What you will do: The lines to return are those below that contain the word "opened".

^^^^

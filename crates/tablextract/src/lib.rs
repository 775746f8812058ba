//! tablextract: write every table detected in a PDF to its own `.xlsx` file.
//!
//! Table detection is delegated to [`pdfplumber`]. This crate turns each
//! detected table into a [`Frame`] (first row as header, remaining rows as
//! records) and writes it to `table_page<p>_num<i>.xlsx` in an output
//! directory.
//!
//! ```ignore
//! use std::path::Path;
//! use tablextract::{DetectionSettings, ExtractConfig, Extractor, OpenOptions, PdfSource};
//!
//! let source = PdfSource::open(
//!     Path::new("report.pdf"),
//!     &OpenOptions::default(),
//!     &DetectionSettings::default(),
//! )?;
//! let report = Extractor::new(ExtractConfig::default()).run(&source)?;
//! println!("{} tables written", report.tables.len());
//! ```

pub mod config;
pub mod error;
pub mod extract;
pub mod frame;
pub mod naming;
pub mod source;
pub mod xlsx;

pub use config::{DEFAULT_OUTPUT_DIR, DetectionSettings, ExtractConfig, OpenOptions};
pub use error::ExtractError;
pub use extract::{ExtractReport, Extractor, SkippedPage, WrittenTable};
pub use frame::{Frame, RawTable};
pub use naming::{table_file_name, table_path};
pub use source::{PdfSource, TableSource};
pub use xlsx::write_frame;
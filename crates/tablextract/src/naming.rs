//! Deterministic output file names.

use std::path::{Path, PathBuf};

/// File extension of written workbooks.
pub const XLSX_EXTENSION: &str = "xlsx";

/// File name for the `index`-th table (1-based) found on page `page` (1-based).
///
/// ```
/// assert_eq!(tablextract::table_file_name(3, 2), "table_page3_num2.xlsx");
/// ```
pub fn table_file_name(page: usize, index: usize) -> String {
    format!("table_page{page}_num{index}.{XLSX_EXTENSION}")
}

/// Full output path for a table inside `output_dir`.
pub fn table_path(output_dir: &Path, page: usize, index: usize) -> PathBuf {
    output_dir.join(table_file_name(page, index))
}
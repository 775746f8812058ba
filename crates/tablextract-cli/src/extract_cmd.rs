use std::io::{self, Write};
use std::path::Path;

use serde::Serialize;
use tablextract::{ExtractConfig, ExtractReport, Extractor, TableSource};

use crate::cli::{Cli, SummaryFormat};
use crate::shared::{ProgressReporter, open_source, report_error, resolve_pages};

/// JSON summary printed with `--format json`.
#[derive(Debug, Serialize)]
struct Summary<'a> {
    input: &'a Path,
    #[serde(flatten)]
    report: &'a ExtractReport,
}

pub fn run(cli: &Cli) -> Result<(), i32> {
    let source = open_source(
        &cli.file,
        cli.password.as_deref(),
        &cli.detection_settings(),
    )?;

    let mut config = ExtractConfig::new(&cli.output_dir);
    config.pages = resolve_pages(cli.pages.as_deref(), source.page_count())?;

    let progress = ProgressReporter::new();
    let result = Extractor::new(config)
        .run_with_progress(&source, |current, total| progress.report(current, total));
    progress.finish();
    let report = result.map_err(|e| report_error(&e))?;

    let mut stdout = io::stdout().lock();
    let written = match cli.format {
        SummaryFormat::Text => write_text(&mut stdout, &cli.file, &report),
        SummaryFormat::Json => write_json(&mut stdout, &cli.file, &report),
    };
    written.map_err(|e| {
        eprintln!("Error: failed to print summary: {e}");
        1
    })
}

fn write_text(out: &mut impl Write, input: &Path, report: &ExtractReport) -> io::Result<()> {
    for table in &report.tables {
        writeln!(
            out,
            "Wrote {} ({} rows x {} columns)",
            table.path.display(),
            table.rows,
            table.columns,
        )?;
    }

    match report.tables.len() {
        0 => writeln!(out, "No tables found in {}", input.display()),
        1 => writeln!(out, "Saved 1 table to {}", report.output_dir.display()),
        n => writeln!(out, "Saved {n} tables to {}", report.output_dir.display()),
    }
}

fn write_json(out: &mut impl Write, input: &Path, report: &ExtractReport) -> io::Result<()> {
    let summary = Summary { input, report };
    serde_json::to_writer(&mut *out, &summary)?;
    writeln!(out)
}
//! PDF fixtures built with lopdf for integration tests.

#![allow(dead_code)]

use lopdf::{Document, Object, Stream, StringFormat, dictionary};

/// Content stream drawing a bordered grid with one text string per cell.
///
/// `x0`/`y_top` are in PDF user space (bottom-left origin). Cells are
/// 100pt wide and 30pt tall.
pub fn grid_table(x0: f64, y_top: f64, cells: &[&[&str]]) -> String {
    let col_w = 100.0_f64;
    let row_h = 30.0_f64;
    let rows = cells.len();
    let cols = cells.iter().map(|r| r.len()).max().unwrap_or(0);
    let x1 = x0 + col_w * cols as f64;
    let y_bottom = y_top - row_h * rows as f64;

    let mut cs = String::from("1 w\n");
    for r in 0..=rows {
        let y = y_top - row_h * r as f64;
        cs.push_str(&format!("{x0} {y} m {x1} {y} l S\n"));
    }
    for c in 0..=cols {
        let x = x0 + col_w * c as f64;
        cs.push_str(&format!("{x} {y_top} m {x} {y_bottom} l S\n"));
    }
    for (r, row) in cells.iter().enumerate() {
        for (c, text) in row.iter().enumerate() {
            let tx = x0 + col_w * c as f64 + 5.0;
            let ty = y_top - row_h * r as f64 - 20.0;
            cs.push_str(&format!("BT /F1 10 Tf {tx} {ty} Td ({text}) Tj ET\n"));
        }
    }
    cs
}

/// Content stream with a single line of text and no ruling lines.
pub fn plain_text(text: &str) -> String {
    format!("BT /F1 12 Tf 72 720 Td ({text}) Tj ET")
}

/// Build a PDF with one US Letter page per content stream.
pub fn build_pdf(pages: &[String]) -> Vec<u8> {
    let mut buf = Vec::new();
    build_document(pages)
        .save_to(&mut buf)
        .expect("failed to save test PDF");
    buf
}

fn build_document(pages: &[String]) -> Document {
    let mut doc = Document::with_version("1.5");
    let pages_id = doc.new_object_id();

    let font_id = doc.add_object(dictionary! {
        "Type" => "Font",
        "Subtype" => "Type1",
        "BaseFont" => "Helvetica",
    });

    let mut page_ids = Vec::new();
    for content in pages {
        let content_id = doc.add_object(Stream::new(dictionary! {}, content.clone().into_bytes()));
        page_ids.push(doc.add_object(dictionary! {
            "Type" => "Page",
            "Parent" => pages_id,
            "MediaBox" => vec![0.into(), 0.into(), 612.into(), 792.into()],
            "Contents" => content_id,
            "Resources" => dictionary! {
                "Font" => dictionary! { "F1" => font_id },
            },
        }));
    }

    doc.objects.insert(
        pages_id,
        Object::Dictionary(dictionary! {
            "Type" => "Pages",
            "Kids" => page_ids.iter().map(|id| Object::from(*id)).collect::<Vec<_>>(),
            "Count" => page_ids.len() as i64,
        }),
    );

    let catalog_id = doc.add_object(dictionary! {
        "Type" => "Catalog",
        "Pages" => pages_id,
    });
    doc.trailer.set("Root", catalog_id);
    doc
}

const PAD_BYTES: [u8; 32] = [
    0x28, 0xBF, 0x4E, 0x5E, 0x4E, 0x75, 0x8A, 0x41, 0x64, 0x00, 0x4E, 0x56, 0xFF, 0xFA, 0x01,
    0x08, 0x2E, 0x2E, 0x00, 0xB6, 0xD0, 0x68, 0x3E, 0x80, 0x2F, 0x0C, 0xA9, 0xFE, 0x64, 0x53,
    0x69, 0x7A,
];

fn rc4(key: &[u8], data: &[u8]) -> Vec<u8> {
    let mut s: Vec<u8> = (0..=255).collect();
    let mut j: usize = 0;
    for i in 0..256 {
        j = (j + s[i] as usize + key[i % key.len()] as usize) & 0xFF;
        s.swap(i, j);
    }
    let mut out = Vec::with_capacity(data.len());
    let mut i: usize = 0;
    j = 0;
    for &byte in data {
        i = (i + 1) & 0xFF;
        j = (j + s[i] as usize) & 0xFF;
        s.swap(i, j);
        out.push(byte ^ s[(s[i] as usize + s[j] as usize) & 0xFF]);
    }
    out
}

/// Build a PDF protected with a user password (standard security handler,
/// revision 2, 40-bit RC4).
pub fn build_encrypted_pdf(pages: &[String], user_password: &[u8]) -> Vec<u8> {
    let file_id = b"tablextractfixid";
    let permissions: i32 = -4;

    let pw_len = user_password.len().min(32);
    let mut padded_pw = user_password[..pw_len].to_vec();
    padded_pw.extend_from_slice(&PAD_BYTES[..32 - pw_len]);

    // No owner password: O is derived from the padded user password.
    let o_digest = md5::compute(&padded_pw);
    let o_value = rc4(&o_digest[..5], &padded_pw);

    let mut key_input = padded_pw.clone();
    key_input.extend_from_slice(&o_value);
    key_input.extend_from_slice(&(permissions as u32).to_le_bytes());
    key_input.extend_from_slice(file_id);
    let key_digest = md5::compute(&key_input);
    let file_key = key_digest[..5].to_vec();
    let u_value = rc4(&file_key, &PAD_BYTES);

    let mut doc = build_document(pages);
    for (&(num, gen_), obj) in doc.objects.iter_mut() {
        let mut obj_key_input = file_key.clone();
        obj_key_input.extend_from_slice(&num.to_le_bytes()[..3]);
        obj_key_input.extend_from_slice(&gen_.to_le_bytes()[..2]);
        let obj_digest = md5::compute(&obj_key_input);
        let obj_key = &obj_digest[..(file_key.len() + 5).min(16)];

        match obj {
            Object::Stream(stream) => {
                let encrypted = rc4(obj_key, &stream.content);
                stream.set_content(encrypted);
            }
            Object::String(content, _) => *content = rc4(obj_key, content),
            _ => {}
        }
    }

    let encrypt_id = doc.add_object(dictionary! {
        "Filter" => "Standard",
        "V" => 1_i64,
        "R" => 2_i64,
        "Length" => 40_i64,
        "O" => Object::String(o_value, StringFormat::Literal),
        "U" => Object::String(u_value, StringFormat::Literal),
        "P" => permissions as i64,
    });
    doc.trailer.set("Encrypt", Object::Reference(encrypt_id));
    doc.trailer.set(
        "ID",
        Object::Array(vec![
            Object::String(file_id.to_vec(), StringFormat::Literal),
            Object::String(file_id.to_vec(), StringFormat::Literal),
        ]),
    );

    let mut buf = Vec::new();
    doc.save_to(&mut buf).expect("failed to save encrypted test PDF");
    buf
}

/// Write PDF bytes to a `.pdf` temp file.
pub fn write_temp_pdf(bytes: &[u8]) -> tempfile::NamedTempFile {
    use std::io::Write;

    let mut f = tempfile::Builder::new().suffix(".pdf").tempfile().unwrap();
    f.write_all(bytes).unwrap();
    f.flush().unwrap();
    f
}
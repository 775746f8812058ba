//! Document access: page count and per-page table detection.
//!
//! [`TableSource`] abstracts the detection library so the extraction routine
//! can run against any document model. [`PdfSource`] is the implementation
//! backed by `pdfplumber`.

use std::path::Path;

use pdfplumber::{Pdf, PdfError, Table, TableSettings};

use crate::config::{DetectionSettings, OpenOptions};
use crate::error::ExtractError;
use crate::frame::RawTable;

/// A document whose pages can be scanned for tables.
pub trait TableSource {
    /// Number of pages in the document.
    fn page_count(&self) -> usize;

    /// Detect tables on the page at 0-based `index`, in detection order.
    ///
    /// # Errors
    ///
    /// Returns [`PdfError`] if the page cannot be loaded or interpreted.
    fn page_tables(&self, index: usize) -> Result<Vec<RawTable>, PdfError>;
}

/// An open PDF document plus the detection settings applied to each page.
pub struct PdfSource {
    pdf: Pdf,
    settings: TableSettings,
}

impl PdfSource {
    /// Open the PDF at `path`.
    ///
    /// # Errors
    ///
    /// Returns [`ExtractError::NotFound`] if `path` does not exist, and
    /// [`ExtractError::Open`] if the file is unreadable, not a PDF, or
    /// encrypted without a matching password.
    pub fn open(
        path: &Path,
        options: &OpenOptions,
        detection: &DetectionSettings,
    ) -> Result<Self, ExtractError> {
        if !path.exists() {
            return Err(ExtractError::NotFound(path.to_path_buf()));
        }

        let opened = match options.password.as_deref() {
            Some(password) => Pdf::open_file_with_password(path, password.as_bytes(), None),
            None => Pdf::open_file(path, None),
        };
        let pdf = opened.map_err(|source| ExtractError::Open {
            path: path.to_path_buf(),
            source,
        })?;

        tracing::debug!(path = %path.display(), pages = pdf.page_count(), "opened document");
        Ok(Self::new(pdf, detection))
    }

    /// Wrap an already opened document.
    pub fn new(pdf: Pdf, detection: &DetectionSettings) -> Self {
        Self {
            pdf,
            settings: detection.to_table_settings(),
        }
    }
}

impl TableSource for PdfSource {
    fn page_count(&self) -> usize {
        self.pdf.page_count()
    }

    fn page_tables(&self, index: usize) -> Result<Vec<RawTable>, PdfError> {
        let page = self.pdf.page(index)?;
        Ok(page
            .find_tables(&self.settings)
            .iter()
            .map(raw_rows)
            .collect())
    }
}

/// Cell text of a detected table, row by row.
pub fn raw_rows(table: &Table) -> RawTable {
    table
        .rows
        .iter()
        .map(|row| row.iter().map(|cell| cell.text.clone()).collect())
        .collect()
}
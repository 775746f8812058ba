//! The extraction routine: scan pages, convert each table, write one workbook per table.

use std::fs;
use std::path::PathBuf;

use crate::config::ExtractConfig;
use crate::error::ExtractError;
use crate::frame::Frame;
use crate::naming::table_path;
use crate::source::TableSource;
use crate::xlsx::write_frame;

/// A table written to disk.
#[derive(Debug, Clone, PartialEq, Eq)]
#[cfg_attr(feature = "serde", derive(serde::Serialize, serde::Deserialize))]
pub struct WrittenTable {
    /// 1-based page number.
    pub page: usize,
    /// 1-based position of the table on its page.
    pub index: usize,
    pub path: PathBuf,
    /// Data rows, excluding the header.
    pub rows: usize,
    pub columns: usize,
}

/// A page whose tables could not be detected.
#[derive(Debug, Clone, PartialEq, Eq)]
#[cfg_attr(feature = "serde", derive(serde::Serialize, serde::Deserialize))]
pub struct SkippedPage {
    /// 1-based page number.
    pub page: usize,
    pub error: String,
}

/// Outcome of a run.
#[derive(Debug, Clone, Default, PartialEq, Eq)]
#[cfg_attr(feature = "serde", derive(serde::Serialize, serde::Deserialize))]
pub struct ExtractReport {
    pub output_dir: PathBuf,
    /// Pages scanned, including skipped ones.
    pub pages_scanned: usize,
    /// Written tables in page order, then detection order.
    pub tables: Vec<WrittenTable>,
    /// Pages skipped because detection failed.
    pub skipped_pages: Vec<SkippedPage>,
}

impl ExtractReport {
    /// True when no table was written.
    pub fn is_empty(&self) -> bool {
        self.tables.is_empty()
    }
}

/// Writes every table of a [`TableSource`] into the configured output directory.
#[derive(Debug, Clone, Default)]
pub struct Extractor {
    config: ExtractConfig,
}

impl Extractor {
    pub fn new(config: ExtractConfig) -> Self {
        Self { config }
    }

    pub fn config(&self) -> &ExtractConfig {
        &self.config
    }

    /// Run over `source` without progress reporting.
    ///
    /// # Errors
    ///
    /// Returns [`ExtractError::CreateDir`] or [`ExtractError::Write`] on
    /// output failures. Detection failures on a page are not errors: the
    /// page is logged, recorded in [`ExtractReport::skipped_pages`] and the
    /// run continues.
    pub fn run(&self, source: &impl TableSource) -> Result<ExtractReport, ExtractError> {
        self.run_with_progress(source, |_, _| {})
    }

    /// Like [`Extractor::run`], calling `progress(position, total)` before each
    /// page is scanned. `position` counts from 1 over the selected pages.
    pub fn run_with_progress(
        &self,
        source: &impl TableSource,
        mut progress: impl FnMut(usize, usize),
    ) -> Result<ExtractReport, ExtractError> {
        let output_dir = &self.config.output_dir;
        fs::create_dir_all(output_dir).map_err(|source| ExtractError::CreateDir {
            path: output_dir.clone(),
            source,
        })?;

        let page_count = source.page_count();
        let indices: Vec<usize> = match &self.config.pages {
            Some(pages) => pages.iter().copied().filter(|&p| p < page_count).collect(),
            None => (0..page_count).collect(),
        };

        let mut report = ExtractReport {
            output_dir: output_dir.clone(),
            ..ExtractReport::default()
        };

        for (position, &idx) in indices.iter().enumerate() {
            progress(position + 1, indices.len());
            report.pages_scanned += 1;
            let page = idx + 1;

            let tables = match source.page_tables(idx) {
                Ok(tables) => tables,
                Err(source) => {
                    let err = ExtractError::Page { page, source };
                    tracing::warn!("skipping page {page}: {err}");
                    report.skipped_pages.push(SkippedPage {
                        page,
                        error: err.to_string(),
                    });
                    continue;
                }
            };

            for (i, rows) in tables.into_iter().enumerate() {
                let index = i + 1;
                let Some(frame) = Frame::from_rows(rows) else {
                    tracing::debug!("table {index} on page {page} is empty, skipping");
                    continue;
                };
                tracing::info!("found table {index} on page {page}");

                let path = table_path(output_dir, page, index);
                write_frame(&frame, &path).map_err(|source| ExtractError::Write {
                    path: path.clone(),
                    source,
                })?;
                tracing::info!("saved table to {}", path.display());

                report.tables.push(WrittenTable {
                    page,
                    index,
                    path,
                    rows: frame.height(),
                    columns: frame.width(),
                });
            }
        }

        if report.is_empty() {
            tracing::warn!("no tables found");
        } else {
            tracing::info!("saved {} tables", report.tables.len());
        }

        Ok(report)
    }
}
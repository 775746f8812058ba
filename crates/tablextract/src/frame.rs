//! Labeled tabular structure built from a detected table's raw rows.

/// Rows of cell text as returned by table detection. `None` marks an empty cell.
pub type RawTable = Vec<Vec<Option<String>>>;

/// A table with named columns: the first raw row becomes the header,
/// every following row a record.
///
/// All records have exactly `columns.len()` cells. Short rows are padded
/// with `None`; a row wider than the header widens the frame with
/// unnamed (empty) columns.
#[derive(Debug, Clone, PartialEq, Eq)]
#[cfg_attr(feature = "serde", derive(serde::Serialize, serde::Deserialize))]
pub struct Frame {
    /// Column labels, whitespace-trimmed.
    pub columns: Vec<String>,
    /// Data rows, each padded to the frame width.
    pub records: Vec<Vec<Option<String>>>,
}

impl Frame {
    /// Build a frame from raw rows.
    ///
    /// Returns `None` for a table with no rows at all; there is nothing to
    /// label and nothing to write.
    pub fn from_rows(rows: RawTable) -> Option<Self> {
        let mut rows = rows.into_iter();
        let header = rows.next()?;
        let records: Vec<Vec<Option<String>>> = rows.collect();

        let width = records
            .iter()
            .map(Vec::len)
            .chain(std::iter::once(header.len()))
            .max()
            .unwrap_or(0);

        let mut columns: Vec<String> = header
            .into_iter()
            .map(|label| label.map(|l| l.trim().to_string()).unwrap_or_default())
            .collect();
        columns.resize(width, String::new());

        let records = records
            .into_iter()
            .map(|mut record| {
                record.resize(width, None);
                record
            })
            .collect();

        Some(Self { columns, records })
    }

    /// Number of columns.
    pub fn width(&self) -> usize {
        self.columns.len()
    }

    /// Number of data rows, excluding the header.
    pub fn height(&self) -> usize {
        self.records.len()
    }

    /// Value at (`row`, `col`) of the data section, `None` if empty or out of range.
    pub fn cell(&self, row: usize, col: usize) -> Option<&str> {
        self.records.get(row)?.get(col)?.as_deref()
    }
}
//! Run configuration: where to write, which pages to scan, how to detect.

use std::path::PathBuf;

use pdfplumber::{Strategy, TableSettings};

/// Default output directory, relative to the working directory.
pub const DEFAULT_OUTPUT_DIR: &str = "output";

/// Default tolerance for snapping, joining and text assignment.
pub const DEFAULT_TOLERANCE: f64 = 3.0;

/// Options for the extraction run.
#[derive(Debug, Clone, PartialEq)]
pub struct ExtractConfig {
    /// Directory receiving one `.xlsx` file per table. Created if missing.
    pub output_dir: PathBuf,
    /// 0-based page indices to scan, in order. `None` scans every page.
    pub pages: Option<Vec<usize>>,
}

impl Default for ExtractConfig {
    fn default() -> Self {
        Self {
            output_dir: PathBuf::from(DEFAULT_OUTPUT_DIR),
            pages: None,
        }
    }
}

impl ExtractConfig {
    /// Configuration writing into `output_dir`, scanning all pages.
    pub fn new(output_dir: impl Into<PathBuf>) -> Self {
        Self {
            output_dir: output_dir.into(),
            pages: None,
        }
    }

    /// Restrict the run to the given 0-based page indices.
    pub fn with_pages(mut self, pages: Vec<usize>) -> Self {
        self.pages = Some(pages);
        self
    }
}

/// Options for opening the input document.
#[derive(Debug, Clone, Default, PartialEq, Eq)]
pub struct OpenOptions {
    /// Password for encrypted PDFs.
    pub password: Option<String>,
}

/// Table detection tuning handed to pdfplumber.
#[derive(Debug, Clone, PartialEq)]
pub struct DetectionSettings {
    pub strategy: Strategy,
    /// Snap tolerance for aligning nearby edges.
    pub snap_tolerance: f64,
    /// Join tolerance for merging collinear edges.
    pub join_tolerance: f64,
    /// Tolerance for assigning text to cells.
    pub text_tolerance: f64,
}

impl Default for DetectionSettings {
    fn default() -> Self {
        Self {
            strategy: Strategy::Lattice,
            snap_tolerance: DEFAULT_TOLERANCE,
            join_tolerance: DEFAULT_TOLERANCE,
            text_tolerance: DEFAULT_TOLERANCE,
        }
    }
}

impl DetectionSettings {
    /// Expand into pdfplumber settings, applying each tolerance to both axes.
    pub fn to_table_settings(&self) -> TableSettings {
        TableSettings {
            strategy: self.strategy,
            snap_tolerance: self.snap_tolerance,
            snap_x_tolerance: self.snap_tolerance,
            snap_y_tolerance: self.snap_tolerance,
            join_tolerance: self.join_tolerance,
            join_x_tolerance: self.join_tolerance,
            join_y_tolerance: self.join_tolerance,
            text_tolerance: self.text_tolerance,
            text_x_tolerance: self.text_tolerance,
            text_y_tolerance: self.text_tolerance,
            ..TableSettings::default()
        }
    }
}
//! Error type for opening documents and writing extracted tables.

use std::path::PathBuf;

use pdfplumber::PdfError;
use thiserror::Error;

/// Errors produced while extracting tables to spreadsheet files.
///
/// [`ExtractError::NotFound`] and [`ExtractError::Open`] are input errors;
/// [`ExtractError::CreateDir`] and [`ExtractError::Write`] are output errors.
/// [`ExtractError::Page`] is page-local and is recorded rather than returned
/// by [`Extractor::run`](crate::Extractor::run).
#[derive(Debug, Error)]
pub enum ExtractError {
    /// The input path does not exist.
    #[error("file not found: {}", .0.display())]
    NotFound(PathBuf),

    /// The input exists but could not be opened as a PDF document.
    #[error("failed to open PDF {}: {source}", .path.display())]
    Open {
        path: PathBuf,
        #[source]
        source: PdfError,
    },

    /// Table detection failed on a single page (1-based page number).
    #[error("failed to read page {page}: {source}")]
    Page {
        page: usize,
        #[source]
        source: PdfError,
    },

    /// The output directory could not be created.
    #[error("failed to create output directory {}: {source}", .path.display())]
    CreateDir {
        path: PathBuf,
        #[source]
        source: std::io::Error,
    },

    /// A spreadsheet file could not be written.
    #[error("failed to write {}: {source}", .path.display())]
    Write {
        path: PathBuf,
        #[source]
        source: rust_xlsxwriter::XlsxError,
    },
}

^^^^

Result for this exercise:
        let opened = match options.password.as_deref() {
        let pdf = opened.map_err(|source| ExtractError::Open {
        tracing::debug!(path = %path.display(), pages = pdf.page_count(), "opened document");
    /// Wrap an already opened document.
    /// The input exists but could not be opened as a PDF document.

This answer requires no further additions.